Attualità

01
2026

L'imprenditore edile appassionato di cibo e motori

di Fabrizio Pepino · N.01 - 2026
Carlo Alberto Orengo nel 2020 sul cantiere del ponte "bailey" che ha tolto dall'isolamento Rocchetta Nervina

C arlo Alberto Orengo se n’è andato in silenzio, in linea con uno stile di vita poco incline a cercare i riflettori. Nella notte dello scorso 9 marzo, in una camera dell’Ospedale di Sanremo, il titolare della Orengo Costruzioni di Vallecrosia si è spento a soli 62 anni dopo una faticosa malattia. Al suo fianco, nella vita come in azienda, la moglie Nadia. Insieme a lei i due figli Silvio e Andrea, rientrati dall’Inghilterra dove lavorano dopo aver appreso che le condizioni del papà si erano aggravate.



Quel ponte per salvare Rocchetta Belbo dall'isolamento

Ho conosciuto Carlo a Rocchetta Nervina nel gennaio del 2020, aveva appena finito di realizzare le opere accessorie per la posa di un ponte “bailey” in ferro lungo oltre 40 metri per togliere dall’isolamento il paese, dopo il crollo della Strada Provinciale 68 avvenuto a fine novembre dell’anno prima a causa del maltempo. Era con i suoi “ragazzi” a godersi il momento, ho dovuto chiedere chi fosse perché si confondeva con loro, era uno di loro.
“Mi hanno chiamato chiedendomi di intervenire subito perché stava franando la strada a Rocchetta - mi aveva spiegato -. Ci abbiamo messo un mese e c’erano anche le feste di mezzo, lavoravamo fino a quando era chiaro, poi accendevamo i fari e continuavamo”.


Scatti di vita quotidiana

In cantiere per una guasto ad una condotta

In ufficio con la moglie Nadia

In magazzino con le sue macchine

In garage con le sue moto


Una vita in azienda con la moglie al suo fianco

Dopo un anno e mezzo l’ho nuovamente incontrato in una tarda mattinata di maggio nel suo ufficio, dove mi aspettava con Nadia. Per quelli come lui l’ufficio era un’estensione del cantiere e della casa, un tutt’uno con la famiglia e il paese, Vallecrosia.
“Ho cominciato nel 1999, per scherzo - raccontava -. Non avevo più voglia di fare il dipendente e allora mi son detto, quasi quasi mi faccio un’aziendina tutta mia. Ho sempre lavorato in questo settore, in diverse imprese, ricoprendo ruoli e svolgendo mansioni diverse. Ho iniziato a 18 anni, subito dopo il diploma da geometra. Nel 2012 ho trasferito l’impresa da Ventimiglia a Vallecrosia, dove sono nato, vissuto e cresciuto.
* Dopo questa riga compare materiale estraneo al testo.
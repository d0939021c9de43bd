use serde::{Deserialize, Serialize};

use crate::error::{OdmError, OdmResult};

/// How a flush asks the store to treat conflicts inside its bulk write.
#[derive(Clone, Copy, Debug, Default, PartialEq, Eq, Serialize, Deserialize)]
#[serde(rename_all = "snake_case")]
pub enum BulkWriteMode {
    /// Apply every non-conflicting document; conflicts come back per
    /// document. The batch always makes progress.
    #[default]
    AllOrNothing,
    /// Apply nothing if any document conflicts.
    Strict,
}

impl BulkWriteMode {
    /// Value of the `all_or_nothing` flag sent to the store.
    pub fn all_or_nothing(self) -> bool {
        matches!(self, Self::AllOrNothing)
    }
}

/// Configuration for a [`DocumentManager`](crate::DocumentManager).
#[derive(Clone, Debug, PartialEq, Eq, Serialize, Deserialize)]
#[serde(default)]
pub struct Configuration {
    /// Database holding the documents.
    pub database: String,
    /// Prepended to `database`; lets test suites share a store.
    pub database_prefix: String,
    /// UUIDs fetched per `_uuids` round trip.
    pub uuid_buffer_size: usize,
    pub bulk_mode: BulkWriteMode,
    /// Write the `odm_metadata.type` tag on every document.
    pub write_type_metadata: bool,
}

impl Default for Configuration {
    fn default() -> Self {
        Self {
            database: "ottoman".into(),
            database_prefix: String::new(),
            uuid_buffer_size: 20,
            bulk_mode: BulkWriteMode::AllOrNothing,
            write_type_metadata: true,
        }
    }
}

impl Configuration {
    /// Parse a TOML configuration. Missing keys take their defaults.
    pub fn from_toml_str(input: &str) -> OdmResult<Self> {
        let config: Self = toml::from_str(input).map_err(|e| OdmError::Config(e.to_string()))?;
        config.validate()?;
        Ok(config)
    }

    pub fn validate(&self) -> OdmResult<()> {
        if self.database_name().is_empty() {
            return Err(OdmError::Config("database name must not be empty".into()));
        }
        if self.uuid_buffer_size == 0 {
            return Err(OdmError::Config("uuid_buffer_size must be at least 1".into()));
        }
        Ok(())
    }

    /// The effective database name: prefix followed by database.
    pub fn database_name(&self) -> String {
        format!("{}{}", self.database_prefix, self.database)
    }

    pub fn with_database(mut self, database: impl Into<String>) -> Self {
        self.database = database.into();
        self
    }

    pub fn with_database_prefix(mut self, prefix: impl Into<String>) -> Self {
        self.database_prefix = prefix.into();
        self
    }

    pub fn with_uuid_buffer_size(mut self, size: usize) -> Self {
        self.uuid_buffer_size = size;
        self
    }

    pub fn with_bulk_mode(mut self, mode: BulkWriteMode) -> Self {
        self.bulk_mode = mode;
        self
    }

    pub fn with_type_metadata(mut self, enabled: bool) -> Self {
        self.write_type_metadata = enabled;
        self
    }
}

#[cfg(test)]
mod tests {
    use super::*;

    #[test]
    fn defaults() {
        let config = Configuration::default();
        assert_eq!(config.database_name(), "ottoman");
        assert_eq!(config.uuid_buffer_size, 20);
        assert_eq!(config.bulk_mode, BulkWriteMode::AllOrNothing);
        assert!(config.write_type_metadata);
        assert!(config.validate().is_ok());
    }

    #[test]
    fn prefix_is_prepended() {
        let config = Configuration::default()
            .with_database("blog")
            .with_database_prefix("test_");
        assert_eq!(config.database_name(), "test_blog");
    }

    #[test]
    fn toml_overrides_and_defaults() {
        let config = Configuration::from_toml_str(
            r#"
            database = "cms"
            uuid_buffer_size = 5
            bulk_mode = "strict"
            "#,
        )
        .unwrap();
        assert_eq!(config.database, "cms");
        assert_eq!(config.uuid_buffer_size, 5);
        assert_eq!(config.bulk_mode, BulkWriteMode::Strict);
        assert!(config.write_type_metadata);
        assert_eq!(config.database_prefix, "");
    }

    #[test]
    fn zero_buffer_is_rejected() {
        let err = Configuration::from_toml_str("uuid_buffer_size = 0").unwrap_err();
        assert!(matches!(err, OdmError::Config(msg) if msg.contains("uuid_buffer_size")));
    }

    #[test]
    fn malformed_toml_is_config_error() {
        assert!(matches!(
            Configuration::from_toml_str("database = ["),
            Err(OdmError::Config(_))
        ));
    }

    #[test]
    fn bulk_mode_flag() {
        assert!(BulkWriteMode::AllOrNothing.all_or_nothing());
        assert!(!BulkWriteMode::Strict.all_or_nothing());
    }
}
use std::cell::{Cell, Ref, RefCell, RefMut};
use std::collections::HashMap;
use std::rc::{Rc, Weak};
use std::sync::Arc;

use ottoman_client::{CouchClient, Transport};
use ottoman_types::{DocumentState, Revision};
use tracing::{debug, info};

use crate::collection::CollectionLoader;
use crate::config::Configuration;
use crate::error::{OdmError, OdmResult};
use crate::handle::{DocumentSlot, Handle, Loader};
use crate::mapping::{ClassDescriptor, MetadataRegistry};
use crate::persister::{DocumentPersister, ReferenceResolver};
use crate::unit_of_work::{hydrate_detached, FlushReport, UnitOfWork};

/// Entry point of the persistence engine.
///
/// Owns one unit of work. Documents are handed out as [`Handle`]s; the same
/// stored document always maps to the same handle until [`clear`] is
/// called.
///
/// A manager and its handles are single-threaded (`!Send`). Share the
/// [`MetadataRegistry`] across threads and build one manager per thread.
///
/// [`clear`]: DocumentManager::clear
pub struct DocumentManager {
    ctx: Rc<Context>,
}

struct Context {
    config: Configuration,
    registry: Arc<MetadataRegistry>,
    persister: DocumentPersister,
    uow: RefCell<UnitOfWork>,
    /// Bumped on `clear`; loaders from an older generation load detached.
    generation: Cell<u64>,
    weak_self: Weak<Context>,
}

impl DocumentManager {
    pub fn new(
        transport: Arc<dyn Transport>,
        registry: Arc<MetadataRegistry>,
        config: Configuration,
    ) -> OdmResult<Self> {
        config.validate()?;
        let persister = DocumentPersister::new(CouchClient::new(transport), registry.clone(), &config);
        let ctx = Rc::new_cyclic(|weak_self| Context {
            uow: RefCell::new(UnitOfWork::new(config.uuid_buffer_size)),
            generation: Cell::new(0),
            weak_self: weak_self.clone(),
            persister,
            registry,
            config,
        });
        info!(db = %ctx.persister.database(), "document manager opened");
        Ok(Self { ctx })
    }

    // ---- Loading ----

    /// Load a document. `None` if the store does not have it.
    ///
    /// Always asks the store. If the document is already in the identity map
    /// the existing handle is returned and local state wins.
    pub fn find<T: 'static>(&self, id: &str) -> OdmResult<Option<Handle<T>>> {
        let descriptor = self.ctx.descriptor::<T>()?;
        let Some(wire) = self.ctx.persister.fetch(id)? else {
            return Ok(None);
        };
        let hydration = self.ctx.persister.deserialize(wire, Some(&descriptor), &*self.ctx)?;
        let slot = self.ctx.uow_mut()?.reconcile(hydration, None, false)?;
        Handle::from_slot(slot).map(Some)
    }

    /// Like [`find`](Self::find), failing with `DocumentNotFound`.
    pub fn get<T: 'static>(&self, id: &str) -> OdmResult<Handle<T>> {
        self.find(id)?
            .ok_or_else(|| OdmError::DocumentNotFound(id.to_string()))
    }

    /// Load several documents in one request. Missing ids are omitted.
    pub fn find_many<T: 'static>(&self, ids: &[&str]) -> OdmResult<Vec<Handle<T>>> {
        let descriptor = self.ctx.descriptor::<T>()?;
        let ids: Vec<String> = ids.iter().map(|id| id.to_string()).collect();
        let mut handles = Vec::with_capacity(ids.len());
        for wire in self.ctx.persister.fetch_many(&ids)? {
            let hydration = self.ctx.persister.deserialize(wire, Some(&descriptor), &*self.ctx)?;
            let slot = self.ctx.uow_mut()?.reconcile(hydration, None, false)?;
            handles.push(Handle::from_slot(slot)?);
        }
        Ok(handles)
    }

    /// A handle for `id` without a request. Loads on first access.
    pub fn get_reference<T: 'static>(&self, id: &str) -> OdmResult<Handle<T>> {
        let descriptor = self.ctx.descriptor::<T>()?;
        let slot = self.ctx.reference(descriptor.name(), id)?;
        Handle::from_slot(slot)
    }

    // ---- Writing ----

    /// Schedule a new document for insertion and return its identifier.
    pub fn persist<T: 'static>(&self, handle: &Handle<T>) -> OdmResult<String> {
        let descriptor = self.ctx.descriptor::<T>()?;
        self.ctx
            .uow_mut()?
            .schedule_insert(handle.erased(), descriptor, self.ctx.persister.client())
    }

    /// Track a document under a known identifier and revision. It is written
    /// in full at the next flush.
    pub fn attach<T: 'static>(
        &self,
        handle: &Handle<T>,
        id: &str,
        revision: Option<Revision>,
    ) -> OdmResult<()> {
        let descriptor = self.ctx.descriptor::<T>()?;
        self.ctx
            .uow_mut()?
            .attach(handle.erased(), descriptor, id.to_string(), revision)
    }

    /// Schedule a tracked document for deletion.
    pub fn remove<T: 'static>(&self, handle: &Handle<T>) -> OdmResult<()> {
        let descriptor = self.ctx.descriptor::<T>()?;
        // The tombstone needs the current revision.
        handle.resolve()?;
        self.ctx
            .uow_mut()?
            .schedule_remove(handle.key(), descriptor.name())
    }

    /// Reload a tracked document from the store, discarding local changes.
    pub fn refresh<T: 'static>(&self, handle: &Handle<T>) -> OdmResult<()> {
        let descriptor = self.ctx.descriptor::<T>()?;
        let id = self
            .ctx
            .uow()?
            .identifier_of(handle.key())
            .ok_or_else(|| unmanaged(&descriptor))?;
        let wire = self
            .ctx
            .persister
            .fetch(&id)?
            .ok_or_else(|| OdmError::DocumentNotFound(id.clone()))?;
        let hydration = self.ctx.persister.deserialize(wire, Some(&descriptor), &*self.ctx)?;
        self.ctx
            .uow_mut()?
            .reconcile(hydration, Some(handle.erased()), true)?;
        Ok(())
    }

    /// Write every pending change in one bulk request.
    pub fn flush(&self) -> OdmResult<FlushReport> {
        self.ctx.uow_mut()?.flush(&self.ctx.persister)
    }

    /// Forget every tracked document. Existing handles stay usable but are
    /// no longer managed.
    pub fn clear(&self) -> OdmResult<()> {
        let mut uow = self.ctx.uow_mut()?;
        let dropped = uow.managed_count();
        *uow = UnitOfWork::new(self.ctx.config.uuid_buffer_size);
        self.ctx.generation.set(self.ctx.generation.get() + 1);
        info!(dropped, "unit of work cleared");
        Ok(())
    }

    // ---- Inspection ----

    /// `true` for tracked documents not scheduled for removal.
    pub fn contains<T: 'static>(&self, handle: &Handle<T>) -> OdmResult<bool> {
        Ok(self.state_of(handle)?.is_managed())
    }

    pub fn state_of<T: 'static>(&self, handle: &Handle<T>) -> OdmResult<DocumentState> {
        Ok(self.ctx.uow()?.state_of(handle.key()))
    }

    pub fn identifier_of<T: 'static>(&self, handle: &Handle<T>) -> OdmResult<String> {
        let descriptor = self.ctx.descriptor::<T>()?;
        self.ctx
            .uow()?
            .identifier_of(handle.key())
            .ok_or_else(|| unmanaged(&descriptor))
    }

    /// Last revision the store confirmed. `None` before the first flush.
    pub fn revision_of<T: 'static>(&self, handle: &Handle<T>) -> OdmResult<Option<Revision>> {
        let descriptor = self.ctx.descriptor::<T>()?;
        self.ctx
            .uow()?
            .revision_of(handle.key())
            .ok_or_else(|| unmanaged(&descriptor))
    }

    /// Whether the next flush would write this document.
    pub fn has_changes<T: 'static>(&self, handle: &Handle<T>) -> OdmResult<bool> {
        let descriptor = self.ctx.descriptor::<T>()?;
        let uow = self.ctx.uow()?;
        if uow.identifier_of(handle.key()).is_none() {
            return Err(unmanaged(&descriptor));
        }
        uow.has_changes(handle.key())
    }

    pub fn managed_count(&self) -> OdmResult<usize> {
        Ok(self.ctx.uow()?.managed_count())
    }

    pub fn client(&self) -> &CouchClient {
        self.ctx.persister.client()
    }

    pub fn config(&self) -> &Configuration {
        &self.ctx.config
    }

    pub fn registry(&self) -> &Arc<MetadataRegistry> {
        &self.ctx.registry
    }
}

impl std::fmt::Debug for DocumentManager {
    fn fmt(&self, f: &mut std::fmt::Formatter<'_>) -> std::fmt::Result {
        f.debug_struct("DocumentManager")
            .field("persister", &self.ctx.persister)
            .field("generation", &self.ctx.generation.get())
            .finish_non_exhaustive()
    }
}

fn unmanaged(descriptor: &ClassDescriptor) -> OdmError {
    OdmError::UnmanagedDocument {
        document_type: descriptor.name().to_string(),
    }
}

impl Context {
    fn descriptor<T: 'static>(&self) -> OdmResult<Arc<ClassDescriptor>> {
        Ok(self.registry.describe_type::<T>()?)
    }

    fn uow(&self) -> OdmResult<Ref<'_, UnitOfWork>> {
        self.uow.try_borrow().map_err(|_| OdmError::UnitOfWorkBusy)
    }

    fn uow_mut(&self) -> OdmResult<RefMut<'_, UnitOfWork>> {
        self.uow.try_borrow_mut().map_err(|_| OdmError::UnitOfWorkBusy)
    }

    fn document_loader(&self) -> Loader {
        let ctx = self.weak_self.clone();
        let generation = self.generation.get();
        Rc::new(move |slot: &Rc<dyn DocumentSlot>| -> OdmResult<()> {
            let ctx = ctx.upgrade().ok_or(OdmError::ManagerClosed)?;
            ctx.load_pending(slot, generation)
        })
    }

    fn load_pending(&self, slot: &Rc<dyn DocumentSlot>, generation: u64) -> OdmResult<()> {
        let Some(id) = slot.pending_identifier() else {
            return Ok(());
        };
        let descriptor = self.registry.describe_type_id(slot.document_type())?;
        let wire = self
            .persister
            .fetch(&id)?
            .ok_or_else(|| OdmError::DocumentNotFound(id.clone()))?;
        let hydration = self.persister.deserialize(wire, Some(&descriptor), self)?;

        if generation == self.generation.get() {
            self.uow_mut()?.reconcile(hydration, Some(slot.clone()), false)?;
        } else {
            debug!(id = %id, "loading reference from a cleared unit of work");
            hydrate_detached(&hydration, slot)?;
        }
        Ok(())
    }

    /// Members of a pending collection. Loaded instances are reused; the
    /// rest come from one bulk request.
    fn load_many(&self, target: &str, ids: &[String]) -> OdmResult<Vec<Rc<dyn DocumentSlot>>> {
        let descriptor = self.registry.describe(target)?;
        let mut found: HashMap<String, Rc<dyn DocumentSlot>> = HashMap::new();
        let mut missing = Vec::new();
        {
            let uow = self.uow()?;
            for id in ids {
                match uow.lookup(id) {
                    Some(slot) if slot.is_initialized() => {
                        found.insert(id.clone(), slot);
                    }
                    _ => missing.push(id.clone()),
                }
            }
        }

        for wire in self.persister.fetch_many(&missing)? {
            let hydration = self.persister.deserialize(wire, Some(&descriptor), self)?;
            let id = hydration.identifier.clone();
            let slot = self.uow_mut()?.reconcile(hydration, None, false)?;
            found.insert(id, slot);
        }
        Ok(ids.iter().filter_map(|id| found.get(id).cloned()).collect())
    }
}

impl ReferenceResolver for Context {
    fn reference(&self, target: &str, identifier: &str) -> OdmResult<Rc<dyn DocumentSlot>> {
        let descriptor = self.registry.describe(target)?;
        if let Some(slot) = self.uow()?.lookup(identifier) {
            if slot.document_type() != descriptor.type_id() {
                return Err(OdmError::TypeMismatch {
                    expected: descriptor.name().to_string(),
                    found: "another document type".into(),
                });
            }
            return Ok(slot);
        }

        let slot = descriptor.instantiate_pending(identifier.to_string(), self.document_loader());
        self.uow_mut()?
            .register_reference(slot.clone(), descriptor, identifier.to_string())?;
        Ok(slot)
    }

    fn collection_loader(&self, target: &str) -> CollectionLoader {
        let ctx = self.weak_self.clone();
        let target = target.to_string();
        Rc::new(move |ids: &[String]| -> OdmResult<Vec<Rc<dyn DocumentSlot>>> {
            let ctx = ctx.upgrade().ok_or(OdmError::ManagerClosed)?;
            ctx.load_many(&target, ids)
        })
    }
}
All’inizio facevo tutto quello che capitava, poi pian piano mi sono specializzato”.
Ad aver fatto da volano alla crescita della Orengo Costruzioni, come di molte altre aziende edili del territorio, è stata la tragica alluvione del 2000, che negli anni a seguire ha portato all’indotto molto lavoro, permettendo all’azienda di fare nuove assunzioni e di specializzarsi soprattutto in ingegneria naturalistica, dalle tubazioni per acquedotti e fognature, alle scogliere per contenere il dissesto idrogeologico causato dai corsi d’acqua.



Le moto da strada e il ristorante "Giappun"

Saliti in auto, avevamo poi raggiunto il magazzino e il garage dove Orengo custodiva, accanto alle macchine per lavorare, i suoi gioielli: una serie di moto da strada degli anni ’80 e ’90. Erano un po’ impolverate, ma il rombo del motore si faceva ancora sentire forte, anche se dopo essersi fratturato le spalle in qualche caduta non le utilizzava più.
L’ultima volta che sono stato con Carlo abbiamo mangiato insieme, durante le vacanze di Natale del 2021, al “Giappun” di Vallecrosia, ristorante storico che Orengo aveva rilevato nel tentativo di rilanciarlo dopo due anni di chiusura. Destino vuole che l’edificio che ospitava il locale fosse stato oggetto del primo lavoro realizzato dalla Orengo Costruzioni alla fine dello scorso millennio, quando ne aveva restaurato la facciata e rifatto il tetto.
L’Ance Imperia e tutto il mondo delle costruzioni del Ponente Ligure lo ricordano con affetto e simpatia unendosi al dolore della famiglia.